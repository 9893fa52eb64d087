//! Label sets and fingerprints.
//!
//! A [`LabelSet`] is the identity of an alert: an ordered mapping from label
//! names to values. Ordering matters — it makes [`Fingerprint`] computation
//! and group-key rendering deterministic without sort-at-use.

use std::collections::BTreeMap;
use std::collections::hash_map::DefaultHasher;
use std::fmt;
use std::hash::{Hash, Hasher};

use serde::{Deserialize, Serialize};

/// A stable content hash of a label set.
///
/// Fingerprints of equal label sets are equal regardless of insertion order.
#[derive(
    Debug, Clone, Copy, PartialEq, Eq, PartialOrd, Ord, Hash, Serialize, Deserialize,
)]
#[serde(transparent)]
pub struct Fingerprint(u64);

impl Fingerprint {
    /// Wraps a raw hash value, e.g. one combined from several fingerprints.
    #[must_use]
    pub const fn from_raw(value: u64) -> Self {
        Self(value)
    }

    /// Returns the raw hash value.
    #[must_use]
    pub const fn value(&self) -> u64 {
        self.0
    }
}

impl fmt::Display for Fingerprint {
    fn fmt(&self, f: &mut fmt::Formatter<'_>) -> fmt::Result {
        write!(f, "{:016x}", self.0)
    }
}

/// An ordered mapping from label names to label values.
///
/// Label names are unique; inserting an existing name replaces its value.
#[derive(Debug, Clone, Default, PartialEq, Eq, Hash, Serialize, Deserialize)]
#[serde(transparent)]
pub struct LabelSet(BTreeMap<String, String>);

impl LabelSet {
    /// Creates an empty label set.
    #[must_use]
    pub fn new() -> Self {
        Self(BTreeMap::new())
    }

    /// Inserts a label, replacing any existing value for the same name.
    pub fn insert(&mut self, name: impl Into<String>, value: impl Into<String>) {
        self.0.insert(name.into(), value.into());
    }

    /// Returns the value for a label name, if present.
    #[must_use]
    pub fn get(&self, name: &str) -> Option<&str> {
        self.0.get(name).map(String::as_str)
    }

    /// Returns true if no labels are set.
    #[must_use]
    pub fn is_empty(&self) -> bool {
        self.0.is_empty()
    }

    /// Returns the number of labels.
    #[must_use]
    pub fn len(&self) -> usize {
        self.0.len()
    }

    /// Iterates over `(name, value)` pairs in name order.
    pub fn iter(&self) -> impl Iterator<Item = (&str, &str)> {
        self.0.iter().map(|(k, v)| (k.as_str(), v.as_str()))
    }

    /// Returns the subset of labels whose names appear in `names`.
    ///
    /// Names absent from this set are skipped, not mapped to empty values.
    #[must_use]
    pub fn project<'a>(&self, names: impl IntoIterator<Item = &'a str>) -> Self {
        let mut out = Self::new();
        for name in names {
            if let Some(value) = self.0.get(name) {
                out.0.insert(name.to_string(), value.clone());
            }
        }
        out
    }

    /// Computes the fingerprint of this label set.
    ///
    /// The hash runs over `(name, value)` pairs in name order, so two sets
    /// with the same contents always fingerprint identically.
    #[must_use]
    pub fn fingerprint(&self) -> Fingerprint {
        let mut hasher = DefaultHasher::new();
        for (name, value) in &self.0 {
            name.hash(&mut hasher);
            value.hash(&mut hasher);
        }
        Fingerprint(hasher.finish())
    }
}

impl fmt::Display for LabelSet {
    fn fmt(&self, f: &mut fmt::Formatter<'_>) -> fmt::Result {
        write!(f, "{{")?;
        for (i, (name, value)) in self.0.iter().enumerate() {
            if i > 0 {
                write!(f, ",")?;
            }
            write!(f, "{name}={value:?}")?;
        }
        write!(f, "}}")
    }
}

impl<N: Into<String>, V: Into<String>> FromIterator<(N, V)> for LabelSet {
    fn from_iter<T: IntoIterator<Item = (N, V)>>(iter: T) -> Self {
        Self(
            iter.into_iter()
                .map(|(n, v)| (n.into(), v.into()))
                .collect(),
        )
    }
}

impl From<BTreeMap<String, String>> for LabelSet {
    fn from(map: BTreeMap<String, String>) -> Self {
        Self(map)
    }
}

impl<'a> IntoIterator for &'a LabelSet {
    type Item = (&'a String, &'a String);
    type IntoIter = std::collections::btree_map::Iter<'a, String, String>;

    fn into_iter(self) -> Self::IntoIter {
        self.0.iter()
    }
}
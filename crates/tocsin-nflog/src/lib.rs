//! Notification log for the Tocsin dispatcher.
//!
//! The log records which notification content was last delivered for each
//! `(group key, receiver, integration, index)` identity. The deduplication
//! stage reads it to decide whether a pipeline run would repeat an unchanged
//! notification; the log-update stage writes it after a successful delivery.
//! Entries expire after a retention window.
//!
//! A missed write only risks a duplicate notification on the next cycle — it
//! never drops one — so recording is deliberately infallible.
//!
//! # Example
//!
//! ```rust
//! use chrono::Utc;
//! use tocsin_core::LabelSet;
//! use tocsin_nflog::{LogKey, NotificationLog};
//!
//! let log = NotificationLog::new();
//! let key = LogKey::new("{}:{team=\"db\"}", "dba", "webhook", 0);
//! let labels: LabelSet = [("team", "db")].into_iter().collect();
//!
//! assert!(log.last_sent(&key).is_none());
//! log.record(key.clone(), labels.fingerprint(), Utc::now());
//! assert!(log.last_sent(&key).is_some());
//! ```

#![forbid(unsafe_code)]
#![warn(missing_docs)]
#![warn(rustdoc::missing_crate_level_docs)]

pub mod store;
pub mod types;

// Re-export main types at crate root
pub use store::{NotificationLog, NotificationLogConfig};
pub use types::{LogEntry, LogKey};
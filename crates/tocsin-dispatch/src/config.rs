//! Configuration input for the dispatch subsystem.
//!
//! These structs are the deserialized form of what the external config
//! loader supplies: one routing tree plus a list of receiver definitions.
//! They are validated and compiled into runtime structures
//! ([`crate::route::Route`], the integrations map) when the
//! [`crate::notifier::Notifier`] is constructed; nothing here is consulted
//! again at dispatch time.

use std::collections::HashMap;

use serde::{Deserialize, Serialize};
use tocsin_core::Matcher;

use crate::pipeline::RetryConfig;

fn default_retention_secs() -> u64 {
    86_400 // 24 hours
}

fn default_resolved_retention_secs() -> u64 {
    300
}

fn default_maintenance_interval_secs() -> u64 {
    300
}

/// Top-level configuration for a [`crate::notifier::Notifier`].
#[derive(Debug, Clone, Serialize, Deserialize)]
pub struct NotifierConfig {
    /// The routing tree. The root must name a receiver; it acts as the
    /// default for alerts no child route claims.
    pub route: RouteConfig,
    /// Receiver definitions referenced by the routing tree.
    pub receivers: Vec<ReceiverConfig>,
    /// Pause before deduplication in every pipeline run (in seconds),
    /// giving the notification log time to settle across redundant
    /// dispatcher instances.
    #[serde(default)]
    pub settle_wait_secs: u64,
    /// Delivery retry behavior.
    #[serde(default)]
    pub retry: RetryConfig,
    /// How long expired silences are kept (in seconds).
    #[serde(default = "default_retention_secs")]
    pub silence_retention_secs: u64,
    /// How long notification log entries are kept (in seconds).
    #[serde(default = "default_retention_secs")]
    pub log_retention_secs: u64,
    /// How long resolved alerts linger in their groups and the alert store
    /// before being flushed (in seconds).
    #[serde(default = "default_resolved_retention_secs")]
    pub resolved_retention_secs: u64,
    /// Interval between store garbage collection sweeps (in seconds).
    #[serde(default = "default_maintenance_interval_secs")]
    pub maintenance_interval_secs: u64,
}

/// One node of the routing tree definition.
///
/// Fields left unset inherit from the parent node; the root falls back to
/// built-in defaults (30s group wait, 5m group interval, 4h repeat
/// interval, grouping by the full label set).
#[derive(Debug, Clone, Default, Serialize, Deserialize)]
pub struct RouteConfig {
    /// Matchers an alert must satisfy to enter this node. The root's
    /// matchers are ignored — it matches everything.
    #[serde(default)]
    pub matchers: Vec<Matcher>,
    /// The receiver notified for groups settled at this node.
    #[serde(default)]
    pub receiver: Option<String>,
    /// Which labels define a group: a list of names, `["..."]` for "group
    /// by all labels", or an empty list for one global group.
    #[serde(default)]
    pub group_by: Option<Vec<String>>,
    /// How long a fresh group waits for more alerts before its first
    /// notification (in seconds).
    #[serde(default)]
    pub group_wait_secs: Option<u64>,
    /// How often a non-empty group re-runs its pipeline (in seconds).
    #[serde(default)]
    pub group_interval_secs: Option<u64>,
    /// Minimum time before unchanged content is re-delivered (in seconds).
    #[serde(default)]
    pub repeat_interval_secs: Option<u64>,
    /// Whether a match here still lets sibling routes and the parent's
    /// default contribute matches of their own.
    #[serde(default, rename = "continue")]
    pub continue_matching: bool,
    /// Child routes, tried in order.
    #[serde(default)]
    pub routes: Vec<RouteConfig>,
}

/// A named bundle of integrations.
///
/// A receiver with no integrations is legal and acts as a blackhole: groups
/// routed to it complete their pipeline runs without delivering anywhere.
#[derive(Debug, Clone, Default, Serialize, Deserialize)]
pub struct ReceiverConfig {
    /// The receiver name, referenced by routes.
    pub name: String,
    /// Webhook delivery targets.
    #[serde(default)]
    pub webhook_configs: Vec<WebhookConfig>,
    /// Email delivery targets.
    #[serde(default)]
    pub email_configs: Vec<EmailConfig>,
    /// Name of the template set used when rendering notifications.
    /// Rendering itself is the template engine's concern, not ours.
    #[serde(default)]
    pub template: Option<String>,
}

/// Configuration for a webhook integration.
#[derive(Debug, Clone, Serialize, Deserialize)]
pub struct WebhookConfig {
    /// The URL to post notifications to.
    pub url: String,
    /// HTTP headers to include with requests.
    #[serde(default)]
    pub headers: HashMap<String, String>,
    /// Maximum number of alerts per notification payload.
    #[serde(default = "WebhookConfig::default_max_alerts")]
    pub max_alerts: usize,
    /// Whether this integration is enabled.
    #[serde(default = "default_true")]
    pub enabled: bool,
}

impl WebhookConfig {
    fn default_max_alerts() -> usize {
        100
    }

    /// Creates a webhook configuration for the given URL.
    #[must_use]
    pub fn new(url: impl Into<String>) -> Self {
        Self {
            url: url.into(),
            headers: HashMap::new(),
            max_alerts: Self::default_max_alerts(),
            enabled: true,
        }
    }

    /// Adds a header to the configuration.
    #[must_use]
    pub fn with_header(mut self, key: impl Into<String>, value: impl Into<String>) -> Self {
        self.headers.insert(key.into(), value.into());
        self
    }

    /// Sets the maximum alerts per notification.
    #[must_use]
    pub const fn with_max_alerts(mut self, max: usize) -> Self {
        self.max_alerts = max;
        self
    }

    /// Sets whether the integration is enabled.
    #[must_use]
    pub const fn enabled(mut self, enabled: bool) -> Self {
        self.enabled = enabled;
        self
    }
}

/// Configuration for an email integration.
#[derive(Debug, Clone, Serialize, Deserialize)]
pub struct EmailConfig {
    /// Recipient addresses.
    pub to: Vec<String>,
    /// Sender address.
    pub from: String,
    /// Whether this integration is enabled.
    #[serde(default = "default_true")]
    pub enabled: bool,
}

impl EmailConfig {
    /// Creates an email configuration.
    #[must_use]
    pub fn new(to: Vec<String>, from: impl Into<String>) -> Self {
        Self {
            to,
            from: from.into(),
            enabled: true,
        }
    }
}

fn default_true() -> bool {
    true
}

##############################

**DESCRIPTION OF THE TASK:**
When a line in the material contains the string "headers", copy that line.

**FINAL ANSWER:**
    /// HTTP headers to include with requests.
    pub headers: HashMap<String, String>,
            headers: HashMap::new(),
        self.headers.insert(key.into(), value.into());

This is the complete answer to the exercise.